Я упорно, хмуро твержу:
— Вылей!
— Такое добро выливать?!
— Дядя Миша, помнишь, я рассказывал про Собачеевку… дед мой, отец, мать и сестра от водки погибли.
— Дурак ты, Санька! Не водка съела твоих родителей, а божья милость царя-батюшки и его пришлепок.
— Дядя Миша, вылей!..
— Ну, ну, помолчи. Я наперсточком буду пить. Если хочешь — держи водку сам и выдавай по наперстку.
И сунул мне в руки Богатырев холодную бутылку; я стоял растерянный: бросить ее в окно, вылить или отнести Гарбузу? Кто-то хлопнул дверью. Я испуганно спрятал бутылку за спину.
В пульман вошел Гарбуз. Хочу поднять гимнастерку, вытащить бутылку и протянуть командиру. Но на меня умоляюще смотрит Богатырев: не продавай, мол.
Хлопнула дверь за Гарбузом, и я вернул бутылку Богатыреву.
Пусть выпьет, черт с ним. Не думал, что высосет водку здесь, на паровозе, на боевой вахте. А он достал из кармана бутылку, хлопнул ладонью по донышку… Пробка выскакивает, брызги летят мне прямо в лицо. Я вытираю глаза, щеки, нос, губы, твердо говорю:
— Скажу Гарбузу.
— Говори, говори, доносчик!.. А мы все равно выпьем.
Богатырев горлышком бутылки раздвигает усы, присасывается к стеклу мясистыми сухими губами и, зажмурившись, не дыша, пьет. Федоров остановившимися глазами смотрит на бутылку, и на его костистой голове выступает крупный пот.
— Механик, ты ж и про товарища не забудь, — шепнул он.
Богатырев отрывает бутылку от усов, звонко чмокает губами.
— На, пей за здоровье доносчика.
Федоров хватает бутылку, пьет.
Я отворачиваюсь к окну, мне хочется плакать. Нет, я не донесу. Легавых я возненавидел на всю жизнь. Как хорошо, что я не привык травить себя самогоном. Пил часто, много — с Крылатым, с Луной, с Балалайкой, но не привык.

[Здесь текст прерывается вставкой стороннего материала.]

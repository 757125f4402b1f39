//! Scalar numeric semantics shared by the interpreter: trapping integer
//! division, trapping and saturating float-to-int conversions, and the
//! IEEE 754 min/max rules.

use crate::traps::Trap;

pub(crate) fn i32_div_s(a: i32, b: i32) -> Result<i32, Trap> {
    if b == 0 {
        return Err(Trap::IntegerDivisionByZero);
    }
    a.checked_div(b).ok_or(Trap::IntegerOverflow)
}

pub(crate) fn i32_div_u(a: u32, b: u32) -> Result<u32, Trap> {
    if b == 0 {
        return Err(Trap::IntegerDivisionByZero);
    }
    Ok(a / b)
}

/// `INT_MIN % -1` is defined as 0, so only zero traps here.
pub(crate) fn i32_rem_s(a: i32, b: i32) -> Result<i32, Trap> {
    if b == 0 {
        return Err(Trap::IntegerDivisionByZero);
    }
    Ok(a.wrapping_rem(b))
}

pub(crate) fn i32_rem_u(a: u32, b: u32) -> Result<u32, Trap> {
    if b == 0 {
        return Err(Trap::IntegerDivisionByZero);
    }
    Ok(a % b)
}

pub(crate) fn i64_div_s(a: i64, b: i64) -> Result<i64, Trap> {
    if b == 0 {
        return Err(Trap::IntegerDivisionByZero);
    }
    a.checked_div(b).ok_or(Trap::IntegerOverflow)
}

pub(crate) fn i64_div_u(a: u64, b: u64) -> Result<u64, Trap> {
    if b == 0 {
        return Err(Trap::IntegerDivisionByZero);
    }
    Ok(a / b)
}

pub(crate) fn i64_rem_s(a: i64, b: i64) -> Result<i64, Trap> {
    if b == 0 {
        return Err(Trap::IntegerDivisionByZero);
    }
    Ok(a.wrapping_rem(b))
}

pub(crate) fn i64_rem_u(a: u64, b: u64) -> Result<u64, Trap> {
    if b == 0 {
        return Err(Trap::IntegerDivisionByZero);
    }
    Ok(a % b)
}

/// Trapping float-to-int truncation: NaN is a conversion error, any
/// truncated value outside the target range is an overflow. The bounds are
/// exclusive above and inclusive below because the negative power of two
/// is exactly representable.
macro_rules! trunc {
    ($name:ident, $from:ty, $to:ty, $min:expr, $max_excl:expr) => {
        pub(crate) fn $name(x: $from) -> Result<$to, Trap> {
            if x.is_nan() {
                return Err(Trap::BadConversionToInteger);
            }
            let t = x.trunc();
            if t >= $max_excl || t < $min {
                return Err(Trap::IntegerOverflow);
            }
            Ok(t as $to)
        }
    };
}

trunc!(i32_trunc_f32, f32, i32, -2_147_483_648.0_f32, 2_147_483_648.0_f32);
trunc!(u32_trunc_f32, f32, u32, 0.0_f32, 4_294_967_296.0_f32);
trunc!(i32_trunc_f64, f64, i32, -2_147_483_648.0_f64, 2_147_483_648.0_f64);
trunc!(u32_trunc_f64, f64, u32, 0.0_f64, 4_294_967_296.0_f64);
trunc!(
    i64_trunc_f32,
    f32,
    i64,
    -9_223_372_036_854_775_808.0_f32,
    9_223_372_036_854_775_808.0_f32
);
trunc!(
    u64_trunc_f32,
    f32,
    u64,
    0.0_f32,
    18_446_744_073_709_551_616.0_f32
);
trunc!(
    i64_trunc_f64,
    f64,
    i64,
    -9_223_372_036_854_775_808.0_f64,
    9_223_372_036_854_775_808.0_f64
);
trunc!(
    u64_trunc_f64,
    f64,
    u64,
    0.0_f64,
    18_446_744_073_709_551_616.0_f64
);

/// IEEE 754 `minimum`: NaN operands propagate and `-0 < +0`.
macro_rules! minmax {
    ($min:ident, $max:ident, $ty:ty) => {
        pub(crate) fn $min(a: $ty, b: $ty) -> $ty {
            if a.is_nan() {
                return a;
            }
            if b.is_nan() {
                return b;
            }
            if a == b {
                return if a.is_sign_negative() { a } else { b };
            }
            if a < b {
                a
            } else {
                b
            }
        }

        pub(crate) fn $max(a: $ty, b: $ty) -> $ty {
            if a.is_nan() {
                return a;
            }
            if b.is_nan() {
                return b;
            }
            if a == b {
                return if a.is_sign_positive() { a } else { b };
            }
            if a > b {
                a
            } else {
                b
            }
        }
    };
}

minmax!(fmin32, fmax32, f32);
minmax!(fmin64, fmax64, f64);

#[cfg(test)]
mod tests {
    use super::*;

    #[test]
    fn div_s_overflow_traps() {
        assert_eq!(
            i32_div_s(i32::MIN, -1),
            Err(Trap::IntegerOverflow)
        );
        assert_eq!(i32_div_s(7, 0), Err(Trap::IntegerDivisionByZero));
        assert_eq!(i32_div_s(-7, 2), Ok(-3));
        assert_eq!(i64_div_s(i64::MIN, -1), Err(Trap::IntegerOverflow));
    }

    #[test]
    fn rem_s_min_by_minus_one_is_zero() {
        assert_eq!(i32_rem_s(i32::MIN, -1), Ok(0));
        assert_eq!(i64_rem_s(i64::MIN, -1), Ok(0));
    }

    #[test]
    fn trunc_bounds() {
        assert_eq!(i32_trunc_f64(2_147_483_647.9), Ok(i32::MAX));
        assert_eq!(i32_trunc_f64(-2_147_483_648.9), Ok(i32::MIN));
        assert_eq!(i32_trunc_f64(2_147_483_648.0), Err(Trap::IntegerOverflow));
        assert_eq!(
            i32_trunc_f32(f32::NAN),
            Err(Trap::BadConversionToInteger)
        );
        // Fractional values just above -1 truncate to zero.
        assert_eq!(u32_trunc_f64(-0.75), Ok(0));
        assert_eq!(u32_trunc_f64(-1.0), Err(Trap::IntegerOverflow));
    }

    #[test]
    fn min_max_zeroes_and_nans() {
        assert!(fmin32(-0.0, 0.0).is_sign_negative());
        assert!(fmax32(-0.0, 0.0).is_sign_positive());
        assert!(fmin64(f64::NAN, 1.0).is_nan());
        assert!(fmax32(1.0, f32::NAN).is_nan());
        assert_eq!(fmin64(1.0, 2.0), 1.0);
        assert_eq!(fmax64(1.0, 2.0), 2.0);
    }
}
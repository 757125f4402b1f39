use crate::compiler::Compiler;
use crate::func::FuncData;
use crate::global::GlobalData;
use crate::instance::InstanceData;
use crate::memory::MemoryData;
use crate::table::TableData;
use crate::values::VMVal;
use alloc::boxed::Box;
use alloc::vec::Vec;
use cranelift_entity::{entity_impl, PrimaryMap};

#[derive(Debug, Clone, Copy, PartialEq, Eq, Hash, PartialOrd, Ord)]
pub struct InstanceId(u32);
entity_impl!(InstanceId);

#[derive(Debug, Clone, Copy, PartialEq, Eq, Hash, PartialOrd, Ord)]
pub struct FuncId(u32);
entity_impl!(FuncId);

#[derive(Debug, Clone, Copy, PartialEq, Eq, Hash, PartialOrd, Ord)]
pub struct TableId(u32);
entity_impl!(TableId);

#[derive(Debug, Clone, Copy, PartialEq, Eq, Hash, PartialOrd, Ord)]
pub struct MemoryId(u32);
entity_impl!(MemoryId);

#[derive(Debug, Clone, Copy, PartialEq, Eq, Hash, PartialOrd, Ord)]
pub struct GlobalId(u32);
entity_impl!(GlobalId);

/// A store-level reference to any linkable entity.
#[derive(Debug, Clone, Copy)]
pub(crate) enum ExternId {
    Func(FuncId),
    Table(TableId),
    Memory(MemoryId),
    Global(GlobalId),
}

/// Owns all instantiated runtime state: every instance's functions,
/// tables, memories and globals across all modules, plus the shared
/// operand stack the interpreter and host functions run against.
///
/// A store is single-threaded by contract: one caller drives it at a time
/// and every call runs synchronously to completion.
#[derive(Default)]
pub struct Store {
    pub(crate) instances: PrimaryMap<InstanceId, InstanceData>,
    pub(crate) funcs: PrimaryMap<FuncId, FuncData>,
    pub(crate) tables: PrimaryMap<TableId, TableData>,
    pub(crate) memories: PrimaryMap<MemoryId, MemoryData>,
    pub(crate) globals: PrimaryMap<GlobalId, GlobalData>,

    /// The shared operand stack. Function parameters, locals and operands
    /// all live here; host functions see windows into it.
    pub(crate) stack: Vec<VMVal>,
    pub(crate) call_depth: usize,

    pub(crate) compiler: Option<Box<dyn Compiler>>,
}

impl Store {
    pub fn new() -> Self {
        Self::default()
    }

    /// A store whose instantiations compile every function up front
    /// through `compiler` and dispatch calls through the compiled code.
    pub fn with_compiler(compiler: Box<dyn Compiler>) -> Self {
        let mut store = Self::default();
        store.compiler = Some(compiler);
        store
    }
}

impl Drop for Store {
    fn drop(&mut self) {
        if let Some(compiler) = &mut self.compiler {
            compiler.fini();
        }
    }
}
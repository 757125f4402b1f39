use crate::func::Func;
use crate::store::{FuncId, Store, TableId};
use crate::traps::Trap;
use crate::types::TableType;
use alloc::vec;
use alloc::vec::Vec;

/// The runtime state of one table: sparse `funcref` slots. Reading an
/// unset slot through `call_indirect` traps.
#[derive(Debug)]
pub(crate) struct TableData {
    elements: Vec<Option<FuncId>>,
    ty: TableType,
}

impl TableData {
    pub(crate) fn new(ty: TableType) -> Self {
        Self {
            elements: vec![None; ty.limits.min as usize],
            ty,
        }
    }

    pub(crate) fn ty(&self) -> TableType {
        self.ty
    }

    pub(crate) fn size(&self) -> u32 {
        self.elements.len() as u32
    }

    pub(crate) fn get(&self, index: u32) -> Result<Option<FuncId>, Trap> {
        self.elements
            .get(index as usize)
            .copied()
            .ok_or(Trap::TableOutOfBounds)
    }

    pub(crate) fn set(&mut self, index: u32, value: Option<FuncId>) -> Result<(), Trap> {
        let slot = self
            .elements
            .get_mut(index as usize)
            .ok_or(Trap::TableOutOfBounds)?;
        *slot = value;
        Ok(())
    }

    /// Grows the table to hold at least `len` slots, subject to the
    /// declared maximum.
    pub(crate) fn grow_to(&mut self, len: u32) -> bool {
        if len <= self.size() {
            return true;
        }
        if self.ty.limits.max.is_some_and(|max| len > max) {
            return false;
        }
        self.elements.resize(len as usize, None);
        true
    }
}

/// A handle to a table that lives in a [`Store`].
#[derive(Debug, Clone, Copy)]
pub struct Table(pub(crate) TableId);

impl Table {
    pub fn size(&self, store: &Store) -> u32 {
        store.tables[self.0].size()
    }

    /// The function in `index`, `None` for an unset slot.
    pub fn get(&self, store: &Store, index: u32) -> Result<Option<Func>, Trap> {
        Ok(store.tables[self.0].get(index)?.map(Func))
    }
}
//! The instruction-dispatch interpreter.
//!
//! Execution state is the store's shared operand stack (parameters, locals
//! and operands all live there) plus a per-invocation control-frame stack.
//! Forward jumps go through the `else_ofs`/`end_ofs` annotations the
//! decoder's fix-up pass left on structured openers; branches are resolved
//! purely by unwinding control frames.

mod numeric;
mod simd;

use crate::decode::DecodedModule;
use crate::func::FuncData;
use crate::indices::DefinedFuncIndex;
use crate::module::Module;
use crate::opcode::{Imm, Opcode};
use crate::store::{FuncId, InstanceId, MemoryId, Store};
use crate::traps::Trap;
use crate::types::BlockType;
use crate::values::VMVal;
use smallvec::SmallVec;

/// Calls a function with its parameters already on the operand stack;
/// on success exactly its results replace them.
pub(crate) fn call_func(store: &mut Store, func: FuncId) -> Result<(), Trap> {
    if store.call_depth >= crate::MAX_CALL_DEPTH {
        return Err(Trap::StackOverflow);
    }
    store.call_depth += 1;
    let result = dispatch(store, func);
    store.call_depth -= 1;
    result
}

fn dispatch(store: &mut Store, func: FuncId) -> Result<(), Trap> {
    match &store.funcs[func] {
        FuncData::Host { ty, callee } => {
            let callee = callee.clone();
            let num_params = ty.params().len();
            let num_results = ty.results().len();

            // The array-call convention: one buffer, parameters in, results
            // out in their place.
            let base = store.stack.len() - num_params;
            let mut buf: SmallVec<[VMVal; 8]> = SmallVec::from_slice(&store.stack[base..]);
            buf.resize(num_params.max(num_results), VMVal::default());
            store.stack.truncate(base);

            callee.as_ref()(store, &mut buf)?;

            store.stack.extend_from_slice(&buf[..num_results]);
            Ok(())
        }
        FuncData::Wasm {
            instance,
            module,
            def,
        } => {
            let instance = *instance;
            let def = *def;
            let module = module.clone();

            if let Some(compiled) = store.instances[instance].compiled.get(def) {
                let compiled = compiled.clone();
                return compiled.as_ref()(store, instance, def);
            }

            run(store, &module, instance, def)
        }
    }
}

/// One entry of the control-frame stack.
#[derive(Debug, Clone, Copy)]
struct Frame {
    op: Opcode,
    /// Operand stack height on entry, below the block parameters.
    height: usize,
    num_params: usize,
    num_results: usize,
    /// Instruction index of the opener; branch target for loops.
    head_ip: usize,
    /// Instruction index of the matching `end`.
    end_ip: usize,
}

impl Frame {
    /// A branch to this frame carries its params (loop) or results.
    fn branch_arity(&self) -> usize {
        if self.op == Opcode::Loop {
            self.num_params
        } else {
            self.num_results
        }
    }
}

#[inline]
fn push(store: &mut Store, val: VMVal) {
    store.stack.push(val);
}

#[inline]
fn pop(store: &mut Store) -> VMVal {
    store.stack.pop().unwrap()
}

/// Moves the top `n` values down to `height` and drops everything between.
fn compact(store: &mut Store, height: usize, n: usize) {
    let top = store.stack.len() - n;
    store.stack.copy_within(top..top + n, height);
    store.stack.truncate(height + n);
}

fn block_arity(decoded: &DecodedModule, ty: BlockType) -> (usize, usize) {
    match ty {
        BlockType::Empty => (0, 0),
        BlockType::Result(_) => (0, 1),
        BlockType::Func(index) => (decoded.params(index).len(), decoded.results(index).len()),
    }
}

/// Unwinds to the frame `depth` levels up: loops jump back to their
/// header, everything else jumps forward to its `end` (which pops the
/// frame when it executes).
fn do_branch(store: &mut Store, ctrl: &mut SmallVec<[Frame; 8]>, ip: &mut usize, depth: u32) {
    let target = ctrl.len() - 1 - depth as usize;
    let frame = ctrl[target];
    ctrl.truncate(target + 1);
    if frame.op == Opcode::Loop {
        compact(store, frame.height, frame.num_params);
        *ip = frame.head_ip + 1;
    } else {
        *ip = frame.end_ip;
    }
}
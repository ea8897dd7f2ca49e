/// Gallery projection
///
/// Turns a snapshot of photo records into view items that any
/// rendering surface can draw. Nothing here knows about widgets.

pub mod projector;

pub use projector::{GalleryItem, GalleryProjector, GallerySurface, GALLERY_WINDOW};
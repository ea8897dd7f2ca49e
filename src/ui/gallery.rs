use iced::widget::{column, image, scrollable, text, Column};
use iced::{Element, Length};

use geocam::capture::frame::decode_data_url;
use geocam::gallery::{GalleryItem, GallerySurface};

use crate::Message;

/// Width of a gallery picture
const CARD_WIDTH: f32 = 320.0;

/// A gallery item with its picture already decoded for display
struct Card {
    item: GalleryItem,
    picture: Option<image::Handle>,
}

/// The on-screen gallery. Receives items from the projector.
#[derive(Default)]
pub struct GalleryPanel {
    cards: Vec<Card>,
}

impl GallerySurface for GalleryPanel {
    fn render(&mut self, items: &[GalleryItem]) {
        // Decoding happens once here, not on every redraw
        self.cards = items
            .iter()
            .map(|item| Card {
                picture: decode_data_url(&item.image_src)
                    .map(|bytes| image::Handle::from_bytes(bytes)),
                item: item.clone(),
            })
            .collect();
    }
}

impl GalleryPanel {
    pub fn len(&self) -> usize {
        self.cards.len()
    }

    pub fn view(&self) -> Element<'_, Message> {
        if self.cards.is_empty() {
            return text("No photos yet.").size(16).into();
        }

        let cards = self.cards.iter().map(|card| {
            let picture: Element<'_, Message> = match &card.picture {
                Some(handle) => image(handle.clone()).width(Length::Fixed(CARD_WIDTH)).into(),
                None => text("(picture unavailable)").size(14).into(),
            };

            column![
                picture,
                text(card.item.title.as_str()).size(18),
                text(card.item.location_text.as_str()).size(14),
                text(card.item.map_url.as_str()).size(12),
            ]
            .spacing(6)
            .into()
        });

        scrollable(Column::with_children(cards).spacing(24))
            .height(Length::Fill)
            .into()
    }
}
use iced::widget::{button, column, container, image, row, text, text_input, Column};
use iced::{Alignment, Element, Length, Task, Theme};
use rfd::FileDialog;
use std::sync::Arc;

use geocam::capture::frame::{decode_data_url, ImageFileSource};
use geocam::capture::geo::{FixedGeolocator, GeolocationError};
use geocam::capture::{CaptureController, CaptureError, CaptureOutcome};
use geocam::config::AppConfig;
use geocam::gallery::projector::map_url;
use geocam::gallery::{GalleryProjector, GallerySurface};
use geocam::logging;
use geocam::state::data::{Location, PhotoRecord};
use geocam::state::library::PhotoLibrary;
use geocam::state::store::{LocalStore, StoreError};

mod ui;

type Controller = CaptureController<ImageFileSource, FixedGeolocator>;

/// Main application state
struct GeoCam {
    /// Runs captures against the shared library
    controller: Controller,
    /// Store and buffer, shared with the controller
    library: PhotoLibrary,
    projector: GalleryProjector,
    gallery: ui::gallery::GalleryPanel,
    map_zoom: u8,
    /// Title typed for the next capture
    title: String,
    /// Status message to display to the user
    status: String,
    /// Set while a capture is in flight; disables the shutter
    capturing: bool,
    /// The most recent capture
    preview: Option<image::Handle>,
    /// Last position from "Locate"
    position: Option<String>,
}

/// Application messages (events)
#[derive(Debug, Clone)]
enum Message {
    TitleChanged(String),
    /// User wants to pick the still that acts as the camera feed
    ChooseFeed,
    /// Shutter pressed
    Capture,
    CaptureFinished(Result<CaptureOutcome, CaptureError>),
    Locate,
    Located(Result<Location, GeolocationError>),
    /// Startup hydration finished
    GalleryLoaded(Result<Vec<PhotoRecord>, StoreError>),
}

impl GeoCam {
    fn new(config: &AppConfig, library: PhotoLibrary, photo_count: i64) -> (Self, Task<Message>) {
        let controller = CaptureController::new(
            library.clone(),
            config.gallery_projector(),
            Arc::new(ImageFileSource::default()),
            Arc::new(FixedGeolocator::new(config.location)),
            config.capture_settings(),
        );

        let app = GeoCam {
            controller,
            library: library.clone(),
            projector: config.gallery_projector(),
            gallery: ui::gallery::GalleryPanel::default(),
            map_zoom: config.map_zoom,
            title: String::new(),
            status: format!("Ready. {} photos in library.", photo_count),
            capturing: false,
            preview: None,
            position: None,
        };

        (
            app,
            Task::perform(async move { library.hydrate().await }, Message::GalleryLoaded),
        )
    }

    /// Handle application messages and update state
    fn update(&mut self, message: Message) -> Task<Message> {
        match message {
            Message::TitleChanged(title) => {
                self.title = title;
                Task::none()
            }
            Message::ChooseFeed => {
                let file = FileDialog::new()
                    .set_title("Select a still frame for the camera feed")
                    .add_filter("Images", &["png", "jpg", "jpeg", "webp", "bmp"])
                    .pick_file();

                if let Some(path) = file {
                    self.status = format!("Feed: {}", path.display());
                    self.controller.frames().set_path(path);
                }
                Task::none()
            }
            Message::Capture => {
                if self.capturing {
                    return Task::none();
                }
                self.capturing = true;
                self.status = "Capturing...".to_string();

                let controller = self.controller.clone();
                let title = Some(self.title.clone());
                Task::perform(
                    async move { controller.capture(title).await },
                    Message::CaptureFinished,
                )
            }
            Message::CaptureFinished(result) => {
                self.capturing = false;
                match result {
                    Ok(outcome) => {
                        self.gallery.render(&outcome.gallery);
                        self.preview = decode_data_url(outcome.record.photo.as_str())
                            .map(|bytes| image::Handle::from_bytes(bytes));
                        self.title.clear();
                        self.status = format!("Saved photo #{}.", outcome.record.id);
                    }
                    Err(e) => {
                        tracing::error!(error = %e, "capture failed");
                        self.status = format!("Capture failed: {}", e);
                    }
                }
                Task::none()
            }
            Message::Locate => {
                let controller = self.controller.clone();
                Task::perform(async move { controller.locate().await }, Message::Located)
            }
            Message::Located(result) => {
                match result {
                    Ok(location) => {
                        self.position = Some(format!(
                            "Latitude {}, Longitude {}\n{}",
                            location.latitude,
                            location.longitude,
                            map_url(&location, self.map_zoom)
                        ));
                    }
                    Err(e) => {
                        tracing::warn!(code = e.code(), error = %e, "locate failed");
                        self.status = format!("Could not get location: {}", e);
                    }
                }
                Task::none()
            }
            Message::GalleryLoaded(result) => {
                match result {
                    Ok(snapshot) => {
                        self.projector.present(&snapshot, Some(&mut self.gallery));
                        tracing::info!(shown = self.gallery.len(), "gallery ready");
                    }
                    Err(e) => {
                        tracing::error!(error = %e, "could not load gallery");
                        self.status = format!("Could not load photos: {}", e);
                    }
                }
                Task::none()
            }
        }
    }

    /// Build the user interface
    fn view(&self) -> Element<'_, Message> {
        let controls = row![
            text_input("Title (optional)", &self.title)
                .on_input(Message::TitleChanged)
                .width(Length::Fixed(260.0)),
            button("Capture")
                .on_press_maybe((!self.capturing).then_some(Message::Capture))
                .padding(10),
            button("Choose Feed").on_press(Message::ChooseFeed).padding(10),
            button("Locate").on_press(Message::Locate).padding(10),
        ]
        .spacing(10)
        .align_y(Alignment::Center);

        let content: Column<Message> = column![
            text("GeoCam").size(40),
            controls,
            text(self.status.as_str()).size(16),
        ]
        .push_maybe(self.position.as_deref().map(|p| text(p).size(14)))
        .push_maybe(
            self.preview
                .clone()
                .map(|handle| image(handle).width(Length::Fixed(480.0))),
        )
        .push(self.library_note())
        .push(self.gallery.view())
        .spacing(20)
        .padding(40)
        .align_x(Alignment::Center);

        container(content)
            .width(Length::Fill)
            .height(Length::Fill)
            .center_x(Length::Fill)
            .into()
    }

    fn library_note(&self) -> Element<'_, Message> {
        let location = match self.library.store().path() {
            Some(path) => path.display().to_string(),
            None => "memory".to_string(),
        };
        text(format!("Recent photos (stored in {})", location))
            .size(12)
            .into()
    }

    /// Set the application theme
    fn theme(&self) -> Theme {
        Theme::Dark
    }
}

fn main() -> iced::Result {
    let config = match AppConfig::load() {
        Ok(config) => {
            logging::init_tracing(&config);
            config
        }
        Err(e) => {
            let config = AppConfig::default();
            logging::init_tracing(&config);
            tracing::warn!(error = %e, "falling back to default config");
            config
        }
    };

    let (library, photo_count) = match open_library(&config) {
        Ok(opened) => opened,
        Err(e) => {
            tracing::error!(error = %e, "cannot start without the photo store");
            std::process::exit(1);
        }
    };
    tracing::info!(photo_count, "GeoCam initialized");

    iced::application("GeoCam", GeoCam::update, GeoCam::view)
        .theme(GeoCam::theme)
        .centered()
        .run_with(move || GeoCam::new(&config, library, photo_count))
}

/// Open the store before the UI starts; nothing works without it
fn open_library(config: &AppConfig) -> Result<(PhotoLibrary, i64), StoreError> {
    let runtime = tokio::runtime::Builder::new_current_thread()
        .build()
        .map_err(|e| StoreError::StorageUnavailable(e.to_string()))?;

    runtime.block_on(async {
        let store = LocalStore::open(config.database_path()).await?;
        let count = store.count().await?;
        Ok((PhotoLibrary::new(store, config.capture_buffer()), count))
    })
}
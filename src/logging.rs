//! Tracing setup for the desktop app.

use std::str::FromStr;
use std::sync::OnceLock;
use tracing::Level;

use crate::config::AppConfig;

static TRACING_INIT: OnceLock<()> = OnceLock::new();

/// Level named in the config, `INFO` if it can't be parsed
pub fn log_level(config: &AppConfig) -> Level {
    Level::from_str(config.log_level.trim()).unwrap_or(Level::INFO)
}

/// Install the global fmt subscriber. Later calls do nothing.
pub fn init_tracing(config: &AppConfig) {
    let level = log_level(config);
    let _ = TRACING_INIT.get_or_init(|| {
        let subscriber = tracing_subscriber::fmt()
            .with_max_level(level)
            .with_target(false)
            .finish();
        let _ = tracing::subscriber::set_global_default(subscriber);
    });
}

Поезд идет полной скоростью, мы спешим. Наверное, где-то впереди, на том конце пустыни, скопились разбойники атамана Ибрагима Бека, и их надо накрыть огнем наших батарей.
От стремительного бега нашего тяжелого бронепоезда зыбучая пустыня встает на дыбы, кружит, завывает, обсыпает броню песком. Позади нас, по обе стороны дороги, стелются дымные хвосты песчаных вихрей. Солнце плетется за нами далеко позади и похоже на большущий подсолнух.
Звонит телефон. Я хватаю трубку.
— Красноармеец Голота слушает, товарищ командир!
Богатырев свирепо щетинит усы и поднимает над головой волосатый кулак.
— Видишь?
Гарбуз спрашивает, как дела на паровозе. Я молчу. Во рту сухо. Язык деревенеет.
— В чем дело? — хрипит Гарбуз. — Почему молчишь, Санька? Слышишь меня?
— Слышу.
— Раз слышишь, то докладывай: порядок там у вас или кавардак. Ну!
Губы мои еле-еле выдавливают:
— Порядок, товарищ командир.
И как только я это произнес, раздался страшный толчок и грохот. Звенит, рассыпаясь, стекло. Гудят, стонут, лязгают буфера вагонов. Паровоз покидает рельсы, встает на дыбы, хромоного падает, перепрыгивает через какое-то препятствие и, не попав на рельсы, начинает пересчитывать шпалы, режет их пополам.